╭─ RECORDED DATA
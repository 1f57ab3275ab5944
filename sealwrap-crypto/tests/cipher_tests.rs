use sealwrap_crypto::{
    Argon2Cost, CryptoError, KdfParameters, NONCE_SIZE, SymmetricKey, decrypt, derive_key,
    encrypt, generate_random_key,
};

fn cheap_kdf() -> KdfParameters {
    KdfParameters::argon2id(
        Argon2Cost {
            memory: 64,
            iterations: 1,
            parallelism: 1,
        },
        b"per-user-salt-16".to_vec(),
    )
}

#[test]
fn encrypt_decrypt_roundtrip() {
    let key = generate_random_key();
    let sealed = encrypt(&key, b"private key bytes").unwrap();
    assert_eq!(sealed.open(&key).unwrap(), b"private key bytes");
}

#[test]
fn wrong_key_fails() {
    let sealed = encrypt(&generate_random_key(), b"secret").unwrap();
    let err = sealed.open(&generate_random_key()).unwrap_err();
    assert!(matches!(err, CryptoError::Decryption(_)));
}

#[test]
fn nonce_length_is_checked() {
    let key = generate_random_key();
    let sealed = encrypt(&key, b"secret").unwrap();
    let err = decrypt(&key, &sealed.nonce[..8], &sealed.ciphertext).unwrap_err();
    assert!(matches!(
        err,
        CryptoError::InvalidNonceLength { expected: NONCE_SIZE, actual: 8 }
    ));
}

#[test]
fn truncated_ciphertext_fails() {
    let key = generate_random_key();
    let mut sealed = encrypt(&key, b"secret").unwrap();
    sealed.ciphertext.truncate(5);
    assert!(matches!(sealed.open(&key), Err(CryptoError::Decryption(_))));
}

#[test]
fn password_derived_key_roundtrip() {
    let kdf = cheap_kdf();
    let key = derive_key(b"correct horse", &kdf).unwrap();
    let sealed = encrypt(&key, b"user key").unwrap();

    let again = derive_key(b"correct horse", &kdf).unwrap();
    assert_eq!(sealed.open(&again).unwrap(), b"user key");

    let wrong = derive_key(b"battery staple", &kdf).unwrap();
    assert!(sealed.open(&wrong).is_err());
}

#[test]
fn unsupported_kdf_is_reported() {
    let mut kdf = cheap_kdf();
    kdf.algorithm = "scrypt".into();
    assert!(matches!(
        derive_key(b"pw", &kdf),
        Err(CryptoError::UnsupportedKdf(name)) if name == "scrypt"
    ));
}

#[test]
fn symmetric_key_from_slice_checks_length() {
    assert!(SymmetricKey::from_slice(&[0u8; 32]).is_ok());
    assert!(matches!(
        SymmetricKey::from_slice(&[0u8; 31]),
        Err(CryptoError::InvalidKeyLength { expected: 32, actual: 31 })
    ));
}

#[test]
fn debug_does_not_leak_key_bytes() {
    let key = SymmetricKey::from_bytes([0x41; 32]);
    assert_eq!(format!("{key:?}"), "SymmetricKey(..)");
}

mod proptests {
    use super::*;
    use proptest::prelude::*;

    proptest! {
        #[test]
        fn encrypt_always_roundtrips(data in proptest::collection::vec(any::<u8>(), 0..1024)) {
            let key = generate_random_key();
            let sealed = encrypt(&key, &data).unwrap();
            prop_assert_eq!(sealed.open(&key).unwrap(), data);
        }
    }
}
//! Client-side material available for opening envelopes.

use sealwrap_crypto::{KdfParameters, SymmetricKey};
use std::fmt;
use zeroize::Zeroizing;

/// One kind of input an unlock path can need.
#[derive(Clone, Copy, Debug, PartialEq, Eq, Hash)]
pub enum MaterialKind {
    /// The user's password, typed in.
    Password,
    /// Server-supplied KDF details for the password.
    KdfParameters,
    /// An already-unwrapped symmetric key resident in memory.
    RawKey,
    /// PRF output from a completed WebAuthn assertion.
    WebAuthnPrf,
    /// A configured round trip to the server's custody endpoint.
    ServerCustody,
}

impl fmt::Display for MaterialKind {
    fn fmt(&self, f: &mut fmt::Formatter<'_>) -> fmt::Result {
        f.write_str(match self {
            Self::Password => "password",
            Self::KdfParameters => "KDF parameters",
            Self::RawKey => "resident key",
            Self::WebAuthnPrf => "WebAuthn assertion",
            Self::ServerCustody => "server custody",
        })
    }
}

/// What the caller currently holds. Built up as the user supplies more.
#[derive(Clone, Default)]
pub struct ClientMaterial {
    password: Option<Zeroizing<String>>,
    kdf: Option<KdfParameters>,
    raw_key: Option<SymmetricKey>,
    prf_output: Option<Zeroizing<Vec<u8>>>,
}

impl ClientMaterial {
    pub fn new() -> Self {
        Self::default()
    }

    pub fn with_password(mut self, password: impl Into<String>) -> Self {
        self.password = Some(Zeroizing::new(password.into()));
        self
    }

    pub fn with_kdf_parameters(mut self, kdf: KdfParameters) -> Self {
        self.kdf = Some(kdf);
        self
    }

    pub fn with_raw_key(mut self, key: SymmetricKey) -> Self {
        self.raw_key = Some(key);
        self
    }

    pub fn with_prf_output(mut self, prf_output: impl Into<Vec<u8>>) -> Self {
        self.prf_output = Some(Zeroizing::new(prf_output.into()));
        self
    }

    pub fn password(&self) -> Option<&str> {
        self.password.as_deref().map(String::as_str)
    }

    pub fn kdf_parameters(&self) -> Option<&KdfParameters> {
        self.kdf.as_ref()
    }

    pub fn raw_key(&self) -> Option<&SymmetricKey> {
        self.raw_key.as_ref()
    }

    pub fn prf_output(&self) -> Option<&[u8]> {
        self.prf_output.as_deref().map(Vec::as_slice)
    }

    /// Whether `kind` is held. `ServerCustody` is never client material;
    /// the resolver supplies it.
    pub fn has(&self, kind: MaterialKind) -> bool {
        match kind {
            MaterialKind::Password => self.password.is_some(),
            MaterialKind::KdfParameters => self.kdf.is_some(),
            MaterialKind::RawKey => self.raw_key.is_some(),
            MaterialKind::WebAuthnPrf => self.prf_output.is_some(),
            MaterialKind::ServerCustody => false,
        }
    }

    /// Kinds of material currently held.
    pub fn available(&self) -> Vec<MaterialKind> {
        [
            MaterialKind::Password,
            MaterialKind::KdfParameters,
            MaterialKind::RawKey,
            MaterialKind::WebAuthnPrf,
        ]
        .into_iter()
        .filter(|kind| self.has(*kind))
        .collect()
    }
}

impl fmt::Debug for ClientMaterial {
    fn fmt(&self, f: &mut fmt::Formatter<'_>) -> fmt::Result {
        f.debug_struct("ClientMaterial")
            .field("available", &self.available())
            .finish()
    }
}

/// Plaintext recovered from an envelope. Zeroized on drop.
#[derive(Clone, PartialEq, Eq)]
pub struct SecretBytes(Zeroizing<Vec<u8>>);

impl SecretBytes {
    pub fn new(bytes: Vec<u8>) -> Self {
        Self(Zeroizing::new(bytes))
    }

    pub fn as_bytes(&self) -> &[u8] {
        &self.0
    }

    pub fn len(&self) -> usize {
        self.0.len()
    }

    pub fn is_empty(&self) -> bool {
        self.0.is_empty()
    }
}

impl AsRef<[u8]> for SecretBytes {
    fn as_ref(&self) -> &[u8] {
        &self.0
    }
}

impl fmt::Debug for SecretBytes {
    fn fmt(&self, f: &mut fmt::Formatter<'_>) -> fmt::Result {
        write!(f, "SecretBytes({} bytes)", self.0.len())
    }
}

#[cfg(test)]
mod tests {
    use super::*;
    use sealwrap_crypto::generate_random_key;

    #[test]
    fn available_tracks_builder() {
        let material = ClientMaterial::new()
            .with_password("pw")
            .with_raw_key(generate_random_key());
        assert_eq!(
            material.available(),
            vec![MaterialKind::Password, MaterialKind::RawKey]
        );
        assert!(!material.has(MaterialKind::ServerCustody));
    }

    #[test]
    fn debug_redacts_secrets() {
        let material = ClientMaterial::new()
            .with_password("hunter2")
            .with_prf_output(vec![1u8; 32]);
        let rendered = format!("{material:?}");
        assert!(!rendered.contains("hunter2"));
        assert!(rendered.contains("WebAuthnPrf"));

        let secret = SecretBytes::new(b"top secret".to_vec());
        assert_eq!(format!("{secret:?}"), "SecretBytes(10 bytes)");
    }
}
╰─
**ASSIGNMENT**. Taking the records above, retype every line from the one with "pub struct ClientMaterial" down to the one with "pub fn with_password(mut", exactly and with nothing else.

**RESULT FOR THIS TASK**.
pub struct ClientMaterial {
    password: Option<Zeroizing<String>>,
    kdf: Option<KdfParameters>,
    raw_key: Option<SymmetricKey>,
    prf_output: Option<Zeroizing<Vec<u8>>>,
}

impl ClientMaterial {
    pub fn new() -> Self {
        Self::default()
    }

    pub fn with_password(mut self, password: impl Into<String>) -> Self {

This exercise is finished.